Empagliflozin Restores Cardiac Metabolism and Suppresses Immune Activation in Acute Myocardial Infarction
Description
Background and aims: Empagliflozin (EMPA), a sodium-glucose co-transporter 2 (SGLT2) inhibitor, is cardioprotective in acute myocardial infarction (AMI) including fewer hospitalizations for heart failure. However, the underlying metabolic and immunomodulatory mechanisms remain incompletely characterized. This study investigates the metabolic effects of EMPA in diabetic and non-diabetic conditions, as well as on AMI-induced immune responses. Methods: C57BL/6J mice were fed on Western diet (WD) to induce hyperglycemia, followed by treatment with EMPA (10 mg/kg/day) for six weeks and subsequent AMI (30 min of ischemia / 2 hours of reperfusion). Infarcted hearts were subjected to metabolomic and lipidomic analyses. Cardiac necrosis and immune cell abundance were assessed 7 days post-AMI in blood, spleen, and cardiac tissue with Hematoxylin/Eosin (H/E) staining and flow cytometry, respectively. Results: Besides the already established effects of EMPA in lowering body weight, blood glucose and cholesterol levels, we found that it fully restored cardiac ATP and ketone body levels in mice with AMI. Additionally, it suppressed accumulation of UDP-glucose and GM3 gangliosides. Notably, the effect of EMPA on cardiac metabolome and lipidome was independent of hyperglycemia.

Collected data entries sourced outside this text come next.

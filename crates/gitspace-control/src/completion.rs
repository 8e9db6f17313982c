//! Completion handling for provider operations.
//!
//! This is the only path by which a transient [`Infrastructure`] descriptor
//! becomes durable. Repeated completions overwrite the same fields.

use chrono::Utc;
use gitspace_core::GitspaceInstanceId;
use gitspace_infra::{InfraEvent, Infrastructure, ProvisioningType};
use gitspace_store::{GitspaceConfig, Store};
use tracing::debug;

use crate::error::{ControlError, Result};
use crate::provisioner::InfraProvisioner;

impl<S: Store> InfraProvisioner<S> {
    /// Record the outcome of a finished provider operation.
    ///
    /// No-op for `Existing` providers, which keep no durable record.
    ///
    /// # Errors
    ///
    /// Returns an error if the provider cannot be resolved or the record update fails.
    pub fn post_infra_event_complete(
        &self,
        config: &GitspaceConfig,
        infra: &Infrastructure,
        event: InfraEvent,
    ) -> Result<()> {
        let provider = self.factory.get(infra.provider_type)?;
        if provider.provisioning_type() == ProvisioningType::Existing {
            return Ok(());
        }

        debug!(
            gitspace = %config.identifier,
            event = %event,
            status = %infra.status,
            "Recording infra event completion"
        );

        match event {
            InfraEvent::Provision
            | InfraEvent::Deprovision
            | InfraEvent::Stop
            | InfraEvent::Cleanup => self.update_infra_provisioned(infra.gitspace_instance_id, infra),
        }
    }

    /// Overwrite the latest record of an instance with a reported descriptor.
    ///
    /// # Errors
    ///
    /// Returns `InfraNotFound` if the instance has no record.
    pub fn update_infra_provisioned(
        &self,
        instance_id: GitspaceInstanceId,
        infra: &Infrastructure,
    ) -> Result<()> {
        let mut record = self
            .store
            .find_latest_infra_provisioned(instance_id)?
            .ok_or(ControlError::InfraNotFound(instance_id))?;

        record.infra_status = infra.status;
        record.server_host_ip.clone_from(&infra.agent_host);
        record.server_host_port = Some(infra.agent_port.to_string());
        record.proxy_host.clone_from(&infra.proxy_agent_host);
        record.proxy_port = infra.proxy_agent_port.map(i32::from);
        if infra.gateway_host.is_some() {
            record.gateway_host.clone_from(&infra.gateway_host);
        }
        record.response_metadata = Some(infra.to_json()?);
        record.updated = Utc::now();

        self.store.update_infra_provisioned(&record)?;
        Ok(())
    }
}
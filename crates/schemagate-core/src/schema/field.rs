//! Field declarations and the column-type mapping.

use std::fmt;

/// Scalar column kinds.
#[derive(Debug, Clone, Copy, PartialEq, Eq, Hash)]
pub enum ScalarKind {
    /// Unbounded text.
    Text,
    /// Length-limited text.
    Varchar(u32),
    /// Document id (`VARCHAR(27)`).
    Id,
    /// 32-bit integer.
    Integer,
    /// Double-precision float.
    Float,
    /// Boolean.
    Boolean,
    /// Timestamp with time zone.
    Timestamp,
    /// Raw bytes.
    Binary,
}

/// Width of generated document ids; foreign keys share it.
pub const ID_LENGTH: u32 = 27;

/// The declared type of a field.
///
/// A closed set: every variant has exactly one column type, so the mapping
/// from declaration to DDL is total.
#[derive(Debug, Clone, PartialEq, Eq, Hash)]
pub enum FieldType {
    /// A scalar column.
    Scalar(ScalarKind),
    /// A `JSONB` document.
    Json,
    /// A pgvector embedding with a fixed number of dimensions.
    Vector(u32),
    /// A one-dimensional array of another type.
    Array(Box<FieldType>),
    /// An id referencing a row of another table.
    ForeignKey(String),
}

impl FieldType {
    /// `TEXT`.
    #[must_use]
    pub const fn text() -> Self {
        Self::Scalar(ScalarKind::Text)
    }

    /// `VARCHAR(len)`.
    #[must_use]
    pub const fn varchar(len: u32) -> Self {
        Self::Scalar(ScalarKind::Varchar(len))
    }

    /// `VARCHAR(27)` document id.
    #[must_use]
    pub const fn id() -> Self {
        Self::Scalar(ScalarKind::Id)
    }

    /// `INTEGER`.
    #[must_use]
    pub const fn integer() -> Self {
        Self::Scalar(ScalarKind::Integer)
    }

    /// `DOUBLE PRECISION`.
    #[must_use]
    pub const fn float() -> Self {
        Self::Scalar(ScalarKind::Float)
    }

    /// `BOOL`.
    #[must_use]
    pub const fn boolean() -> Self {
        Self::Scalar(ScalarKind::Boolean)
    }

    /// `TIMESTAMPTZ`.
    #[must_use]
    pub const fn timestamp() -> Self {
        Self::Scalar(ScalarKind::Timestamp)
    }

    /// `BYTEA`.
    #[must_use]
    pub const fn binary() -> Self {
        Self::Scalar(ScalarKind::Binary)
    }

    /// `JSONB`.
    #[must_use]
    pub const fn json() -> Self {
        Self::Json
    }

    /// `VECTOR(dimensions)`.
    #[must_use]
    pub const fn vector(dimensions: u32) -> Self {
        Self::Vector(dimensions)
    }

    /// `<inner>[]`.
    #[must_use]
    pub fn array(inner: Self) -> Self {
        Self::Array(Box::new(inner))
    }

    /// Reference to another table's id.
    #[must_use]
    pub fn foreign_key(table: impl Into<String>) -> Self {
        Self::ForeignKey(table.into())
    }

    /// The type as written in DDL.
    #[must_use]
    pub fn column_type(&self) -> String {
        match self {
            Self::Scalar(kind) => match kind {
                ScalarKind::Text => "TEXT".to_string(),
                ScalarKind::Varchar(len) => format!("VARCHAR({len})"),
                ScalarKind::Id => format!("VARCHAR({ID_LENGTH})"),
                ScalarKind::Integer => "INTEGER".to_string(),
                ScalarKind::Float => "DOUBLE PRECISION".to_string(),
                ScalarKind::Boolean => "BOOL".to_string(),
                ScalarKind::Timestamp => "TIMESTAMPTZ".to_string(),
                ScalarKind::Binary => "BYTEA".to_string(),
            },
            Self::Json => "JSONB".to_string(),
            Self::Vector(dimensions) => format!("VECTOR({dimensions})"),
            Self::Array(inner) => format!("{}[]", inner.column_type()),
            Self::ForeignKey(_) => format!("VARCHAR({ID_LENGTH})"),
        }
    }

    /// The type as Postgres' `format_type()` reports it for a live column.
    #[must_use]
    pub fn catalog_type(&self) -> String {
        match self {
            Self::Scalar(kind) => match kind {
                ScalarKind::Text => "text".to_string(),
                ScalarKind::Varchar(len) => format!("character varying({len})"),
                ScalarKind::Id => format!("character varying({ID_LENGTH})"),
                ScalarKind::Integer => "integer".to_string(),
                ScalarKind::Float => "double precision".to_string(),
                ScalarKind::Boolean => "boolean".to_string(),
                ScalarKind::Timestamp => "timestamp with time zone".to_string(),
                ScalarKind::Binary => "bytea".to_string(),
            },
            Self::Json => "jsonb".to_string(),
            Self::Vector(dimensions) => format!("vector({dimensions})"),
            Self::Array(inner) => format!("{}[]", inner.catalog_type()),
            Self::ForeignKey(_) => format!("character varying({ID_LENGTH})"),
        }
    }

    /// Parses a `format_type()` spelling back into a field type.
    ///
    /// Returns `None` for types this model cannot declare. `character
    /// varying(27)` parses as [`ScalarKind::Id`] since the catalog cannot tell
    /// ids, foreign keys and plain varchars of that width apart.
    #[must_use]
    pub fn from_catalog(spelling: &str) -> Option<Self> {
        let spelling = spelling.trim();
        if let Some(inner) = spelling.strip_suffix("[]") {
            let inner = Self::from_catalog(inner)?;
            return match inner {
                Self::Array(_) | Self::Vector(_) => None,
                inner => Some(Self::array(inner)),
            };
        }
        if let Some(len) = parenthesized(spelling, "character varying") {
            return Some(if len == ID_LENGTH {
                Self::id()
            } else {
                Self::varchar(len)
            });
        }
        if let Some(dimensions) = parenthesized(spelling, "vector") {
            return Some(Self::vector(dimensions));
        }
        match spelling {
            "text" => Some(Self::text()),
            "integer" => Some(Self::integer()),
            "double precision" => Some(Self::float()),
            "boolean" => Some(Self::boolean()),
            "timestamp with time zone" => Some(Self::timestamp()),
            "bytea" => Some(Self::binary()),
            "jsonb" => Some(Self::json()),
            _ => None,
        }
    }

    /// Extension that must be installed before a column of this type exists.
    #[must_use]
    pub fn required_extension(&self) -> Option<&'static str> {
        match self {
            Self::Vector(_) => Some("vector"),
            Self::Array(inner) => inner.required_extension(),
            _ => None,
        }
    }

    /// `true` for JSONB columns, which are indexed with GIN.
    #[must_use]
    pub const fn is_json(&self) -> bool {
        matches!(self, Self::Json)
    }

    /// Why this type cannot be declared, if it cannot.
    pub(crate) fn invalid_reason(&self) -> Option<&'static str> {
        match self {
            Self::Scalar(ScalarKind::Varchar(0)) => Some("VARCHAR length must be positive"),
            Self::Vector(0) => Some("vector dimensions must be positive"),
            Self::Array(inner) => match inner.as_ref() {
                Self::Array(_) => Some("nested arrays are not supported"),
                Self::Vector(_) => Some("arrays of vectors are not supported"),
                inner => inner.invalid_reason(),
            },
            _ => None,
        }
    }
}

impl fmt::Display for FieldType {
    fn fmt(&self, f: &mut fmt::Formatter<'_>) -> fmt::Result {
        f.write_str(&self.column_type())
    }
}

/// Parses `"<prefix>(<n>)"`.
fn parenthesized(spelling: &str, prefix: &str) -> Option<u32> {
    spelling
        .strip_prefix(prefix)?
        .strip_prefix('(')?
        .strip_suffix(')')?
        .parse()
        .ok()
}

/// A typed literal that the schema embeds in DDL: column defaults and
/// partial-index predicates.
///
/// DDL statements cannot take bind parameters, so these are the only values
/// ever rendered into SQL text. Rendering escapes them.
#[derive(Debug, Clone, PartialEq)]
pub enum Literal {
    /// `TRUE` / `FALSE`.
    Bool(bool),
    /// Integer literal.
    Int(i64),
    /// Float literal.
    Float(f64),
    /// Quoted string literal.
    Text(String),
    /// Quoted JSON document cast to `jsonb`.
    Json(serde_json::Value),
    /// `CURRENT_TIMESTAMP`.
    Now,
    /// An empty array (`'{}'`).
    EmptyArray,
}

impl Literal {
    /// Shorthand for [`Literal::Text`].
    #[must_use]
    pub fn text(value: impl Into<String>) -> Self {
        Self::Text(value.into())
    }
}

/// One column of a table.
#[derive(Debug, Clone, PartialEq)]
pub struct FieldSpec {
    name: String,
    field_type: FieldType,
    nullable: bool,
    default: Option<Literal>,
}

impl FieldSpec {
    /// Declares a nullable field without a default.
    #[must_use]
    pub fn new(name: impl Into<String>, field_type: FieldType) -> Self {
        Self {
            name: name.into(),
            field_type,
            nullable: true,
            default: None,
        }
    }

    /// Marks the field `NOT NULL`.
    #[must_use]
    pub fn not_null(mut self) -> Self {
        self.nullable = false;
        self
    }

    /// Sets the column default.
    #[must_use]
    pub fn with_default(mut self, value: Literal) -> Self {
        self.default = Some(value);
        self
    }

    /// Field name.
    #[must_use]
    pub fn name(&self) -> &str {
        &self.name
    }

    /// Declared type.
    #[must_use]
    pub const fn field_type(&self) -> &FieldType {
        &self.field_type
    }

    /// Whether the column accepts NULL.
    #[must_use]
    pub const fn nullable(&self) -> bool {
        self.nullable
    }

    /// Declared default, if any.
    #[must_use]
    pub const fn default_value(&self) -> Option<&Literal> {
        self.default.as_ref()
    }

    /// Whether a default is declared.
    #[must_use]
    pub const fn has_default(&self) -> bool {
        self.default.is_some()
    }
}
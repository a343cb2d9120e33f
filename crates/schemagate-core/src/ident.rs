//! Validated SQL identifiers.

use std::fmt;

use crate::error::SchemaError;

/// Longest identifier Postgres keeps without truncation (`NAMEDATALEN - 1`).
pub const MAX_IDENTIFIER_LEN: usize = 63;

/// A table, column, index or extension name that is safe to quote.
///
/// Outside this crate an `Identifier` can only be obtained through
/// [`Identifier::new`]; names taken from a built [`TableSpec`](crate::schema::TableSpec)
/// were checked when the table was built. It is always emitted double-quoted.
#[derive(Debug, Clone, PartialEq, Eq, PartialOrd, Ord, Hash)]
pub struct Identifier(String);

impl Identifier {
    /// Validates `name` as a Postgres identifier.
    ///
    /// # Errors
    ///
    /// Returns [`SchemaError::InvalidIdentifier`] when the name is empty,
    /// longer than [`MAX_IDENTIFIER_LEN`] bytes, or contains a control
    /// character. Names also end up in generated source comments, where a
    /// line break would end the comment.
    pub fn new(name: impl Into<String>) -> Result<Self, SchemaError> {
        let name = name.into();
        let reason = if name.is_empty() {
            Some("identifier is empty")
        } else if name.len() > MAX_IDENTIFIER_LEN {
            Some("identifier is longer than 63 bytes")
        } else if name.chars().any(char::is_control) {
            Some("identifier contains a control character")
        } else {
            None
        };
        match reason {
            Some(reason) => Err(SchemaError::InvalidIdentifier { name, reason }),
            None => Ok(Self(name)),
        }
    }

    /// Wraps a name that was already validated as part of a built table.
    pub(crate) fn trusted(name: &str) -> Self {
        Self(name.to_string())
    }

    /// The unquoted name.
    #[must_use]
    pub fn as_str(&self) -> &str {
        &self.0
    }

    /// The name as it appears in SQL: double-quoted, with embedded quotes doubled.
    #[must_use]
    pub fn quoted(&self) -> String {
        format!("\"{}\"", self.0.replace('"', "\"\""))
    }
}

impl fmt::Display for Identifier {
    fn fmt(&self, f: &mut fmt::Formatter<'_>) -> fmt::Result {
        f.write_str(&self.0)
    }
}

impl AsRef<str> for Identifier {
    fn as_ref(&self) -> &str {
        &self.0
    }
}

impl TryFrom<String> for Identifier {
    type Error = SchemaError;

    fn try_from(value: String) -> Result<Self, Self::Error> {
        Self::new(value)
    }
}

impl TryFrom<&str> for Identifier {
    type Error = SchemaError;

    fn try_from(value: &str) -> Result<Self, Self::Error> {
        Self::new(value)
    }
}

impl From<Identifier> for String {
    fn from(value: Identifier) -> Self {
        value.0
    }
}

impl PartialEq<str> for Identifier {
    fn eq(&self, other: &str) -> bool {
        self.0 == other
    }
}

impl PartialEq<&str> for Identifier {
    fn eq(&self, other: &&str) -> bool {
        self.0 == *other
    }
}

#[cfg(test)]
mod tests {
    use super::*;

    #[test]
    fn test_quoting_preserves_case() {
        let ident = Identifier::new("TestCollection").unwrap();
        assert_eq!(ident.quoted(), "\"TestCollection\"");
    }

    #[test]
    fn test_embedded_quote_is_doubled() {
        let ident = Identifier::new("we\"ird").unwrap();
        assert_eq!(ident.quoted(), "\"we\"\"ird\"");
    }

    #[test]
    fn test_rejects_empty_and_long_names() {
        assert!(Identifier::new("").is_err());
        assert!(Identifier::new("a".repeat(64)).is_err());
        assert!(Identifier::new("a".repeat(63)).is_ok());
        assert!(Identifier::new("a\0b").is_err());
    }

    #[test]
    fn test_rejects_control_characters() {
        for name in ["a\nb", "a\rb", "a\tb", "a\u{1b}b", "a\u{85}b"] {
            let err = Identifier::new(name).unwrap_err();
            assert!(err.to_string().contains("control character"), "{err}");
        }
        assert!(Identifier::new("naïve name").is_ok());
    }
}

Furthermore, EMPA reduced leukocytes in spleen (15.42 ± 2.60% vs. 21.20 ± 4.45%) and cardiac tissue (15.94 ± 5.93% vs. 32.42 ± 8.77%) and suppressed cardiac necrosis 7 days post-AMI (11.15 ± 3.42% vs. 21.74 ± 3.30%). Conclusions: EMPA restores cardiac energetics and attenuates the metabolic complications of AMI, independent of diabetes. These metabolic effects correlate with lower immune cell infiltration and cardiac necrosis, providing long-term benefits in AMI. Keywords: Empagliflozin, type 2 diabetes, acute myocardial infarction, metabolomics, lipidomics, inflammation.